Study Objective: To determine whether continuous measurement of arterial oxyhemoglobin saturation (SpO₂) and end-tidal carbon dioxide (P_ETCO₂) can be used to wean patients safely and efficiently from postoperative mechanical ventilation after cardiac surgery.

Design: Prospective study comparing SpO₂ and P_ETCO₂ to calculated arterial oxygen saturation (SaO₂ and arterial carbon dioxide tension (PaCO₂) obtained from blood gas analysis.

Setting: Cardiac surgical intensive care unit at a university-affiliated hospital.

Patients: Ten patients requiring elective coronary artery bypass grafting (CABG) were studied in the postoperative period during weaning from mechanical ventilation.

Interventions: Continuous monitoring of SpO₂ and P_ETCO₂ was used to wean patients from mechanical ventilation.

Measurements and Main Results: The patients were weaned from mechanical ventilation in an average time of 6.5 ± 1.5 hours (mean ± SD).
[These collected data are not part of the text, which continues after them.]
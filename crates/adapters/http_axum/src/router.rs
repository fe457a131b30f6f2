//! Axum router assembly.

use axum::Router;
use axum::routing::get;
use tower_http::trace::TraceLayer;

use eventscout_app::ports::{AuthGateway, EventQuery};

use crate::state::AppState;

/// Build the top-level axum [`Router`].
///
/// Nests the JSON API under `/api` and merges the HTML pages at `/`.
/// Includes a [`TraceLayer`] that logs each HTTP request/response at the
/// `DEBUG` level using the `tracing` ecosystem.
pub fn build<Q, G>(state: AppState<Q, G>) -> Router
where
    Q: EventQuery + Send + Sync + 'static,
    G: AuthGateway + Send + Sync + 'static,
{
    Router::new()
        .route("/health", get(health_check))
        .nest("/api", crate::api::routes())
        .merge(crate::dashboard::routes())
        .layer(TraceLayer::new_for_http())
        .with_state(state)
}

async fn health_check() -> &'static str {
    "OK"
}
//! Account types exchanged with the auth backend.
//!
//! The backend owns sessions and verification; these are only the values
//! that cross the boundary.

use serde::{Deserialize, Serialize};

/// Opaque session token returned by a successful login. Never persisted here.
#[derive(Clone, PartialEq, Eq, Serialize, Deserialize)]
#[serde(transparent)]
pub struct SessionToken(String);

impl SessionToken {
    #[must_use]
    pub fn new(value: impl Into<String>) -> Self {
        Self(value.into())
    }

    #[must_use]
    pub fn as_str(&self) -> &str {
        &self.0
    }
}

impl std::fmt::Debug for SessionToken {
    fn fmt(&self, f: &mut std::fmt::Formatter<'_>) -> std::fmt::Result {
        f.write_str("SessionToken(***)")
    }
}

/// A sign-up form as entered by the user.
#[derive(Debug, Clone, Default, Deserialize)]
pub struct Registration {
    pub username: String,
    pub email: String,
    pub password: String,
    pub confirm_password: String,
}

impl Registration {
    #[must_use]
    pub fn passwords_match(&self) -> bool {
        self.password == self.confirm_password
    }
}

/// An account waiting for its emailed one-time password.
#[derive(Debug, Clone, PartialEq, Eq, Serialize, Deserialize)]
pub struct PendingVerification {
    pub email: String,
}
A plot of SaO₂ versus SpO₂ indicated a high correlation (r = 0.84) with sensitivity (100%) for hypoxemia (SaO₂ less than 90%). P_ETCO₂ was a good indicator of PaCO₂ (r = 0.76); its sensitivity to detect hypercarbia (PaCO₂ less than 45 mmHg) was 95%. The gradient between SpO₂ and SaO₂ was not significantly affected by the weaning process, but the PaCO₂---P_ETCO₂ gradient decreased significantly as the ventilator rate was decreased (p < 0.001). The weaning process was discontinued on four separate occasions because of metabolic acidosis. Ninety-five percent of arterial blood samples confirmed the weaning recommendations based on the continuous monitoring of SpO₂ and P_ETCO₂.
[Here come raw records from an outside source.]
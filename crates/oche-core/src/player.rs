//! Player state: remaining score and visit history.

use serde::{Deserialize, Serialize};

/// A contestant in a darts game.
///
/// Holds the remaining score and the total of every completed visit. All
/// scoring goes through the owning [`Game`](crate::Game): a bust never
/// reaches the player, so the stored score only moves through committed
/// visits, undo, and reset.
#[derive(Debug, Clone, PartialEq, Eq, Serialize, Deserialize)]
pub struct Player {
    name: String,
    score: u32,
    visit_scores: Vec<u32>,
}

impl Player {
    /// Create a player with a starting score and no recorded visits.
    pub(crate) fn new(name: impl Into<String>, initial_score: u32) -> Self {
        Self {
            name: name.into(),
            score: initial_score,
            visit_scores: Vec::new(),
        }
    }

    /// The player's display name.
    pub fn name(&self) -> &str {
        &self.name
    }

    /// Points still required to reach zero.
    pub fn score(&self) -> u32 {
        self.score
    }

    /// Totals of completed visits, in throw order.
    pub fn visit_scores(&self) -> &[u32] {
        &self.visit_scores
    }

    /// Mean points per visit, rounded to one decimal place.
    ///
    /// Returns 0.0 when no visits have been recorded.
    pub fn three_dart_average(&self) -> f64 {
        if self.visit_scores.is_empty() {
            return 0.0;
        }
        let total: u32 = self.visit_scores.iter().sum();
        let mean = f64::from(total) / self.visit_scores.len() as f64;
        (mean * 10.0).round() / 10.0
    }

    /// Add points to the score. Additive variants count upward; X01 play
    /// never calls this.
    pub fn add_score(&mut self, points: u32) {
        self.score += points;
    }

    /// Deduct points, flooring at zero. The bust check in
    /// [`Game::record_score`](crate::Game::record_score) runs first, so the
    /// floor is never hit during X01 play.
    pub(crate) fn subtract_score(&mut self, points: u32) {
        self.score = self.score.saturating_sub(points);
    }

    /// Append one completed visit total.
    pub(crate) fn record_visit(&mut self, points: u32) {
        self.visit_scores.push(points);
    }

    /// Remove the most recent visit total, if any.
    pub(crate) fn pop_visit(&mut self) -> Option<u32> {
        self.visit_scores.pop()
    }

    /// Forget all recorded visits.
    pub(crate) fn clear_visits(&mut self) {
        self.visit_scores.clear();
    }

    /// Put the score back to an earlier value. Undo and reset go through here.
    pub(crate) fn restore_score(&mut self, score: u32) {
        self.score = score;
    }
}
Conclusions: Continuous monitoring of SpO₂ and P_ETCO₂ can be used to wean patients safely and effectively after CABG when adjustment of minute ventilation compensates for an increased PaCO₂---P_ETCO₂ gradient during controlled ventilation.     
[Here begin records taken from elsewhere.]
//! Voice score entry: transcript parsing and the recognition-session
//! lifecycle around an external speech-to-text backend.
//!
//! Speech capture itself lives outside this crate. A backend delivers
//! transcript text; [`VoiceListener`] turns that stream into discrete
//! events for a handler and, in continuous mode, restarts the listen cycle
//! after every utterance until stopped. Pair [`parse_score_command`] with
//! the handler to turn transcripts into scores.

pub mod command;
pub mod error;
pub mod listener;

pub use command::parse_score_command;
pub use error::{VoiceError, VoiceResult};
pub use listener::{SpeechBackend, TranscriptHandler, UnsupportedBackend, VoiceListener};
Monitored arterial and end-tidal carbon dioxide during in-flight mechanical ventilation

Introduction: Mechanical ventilation with monitored arterial carbon dioxide tension is necessary for optimum pulmonary support and hemodynamic stability. Ongoing monitoring is necessary to ensure adequate ventilation parameters. The prospective study purpose was to (1) compare mechanical ventilation to historic manual ventilation, (2) evaluate the effectiveness of institutional tidal volume parameters, (3) determine the effect of institutional tidal volume manipulation on end-tidal carbon dioxide tension, and (4) explore the relationship between in-flight end-tidal carbon dioxide tension and arterial carbon dioxide tension.

Methods: Randomized groups were mechanically ventilated (tidal VOLUME = 12 cc/kg, RATE = 14/min) with a target arterial carbon dioxide tension between 30 and 35 torr. Group I was monitored with in-line end-tidal carbon dioxide tension, and group II was monitored with arterial carbon dioxide tension by means of inflight arterial blood gas.

Results: Arterial carbon dioxide tension varied less with monitored mechanical than with manual ventilation (p = 0.001). The gradient between arterial and end-tidal carbon dioxide tension was 5.3 ± 4.4 (mean ± standard deviation [SD]). End-tidal and arterial carbon dioxide tension positively correlated (r = 0.76, P = 0.001), yet end-tidal carbon dioxide tension accounted for only 58% variation of arterial carbon dioxide tension (r² = 0.58).

Conclusion: Mechanical ventilation is more precise but inconsistent in achieving a target arterial carbon dioxide tension with current ventilation parameters. End-tidal carbon dioxide tension is a reasonable estimate of, but cannot exclusively replace, arterial carbon dioxide tension in critically ill patients.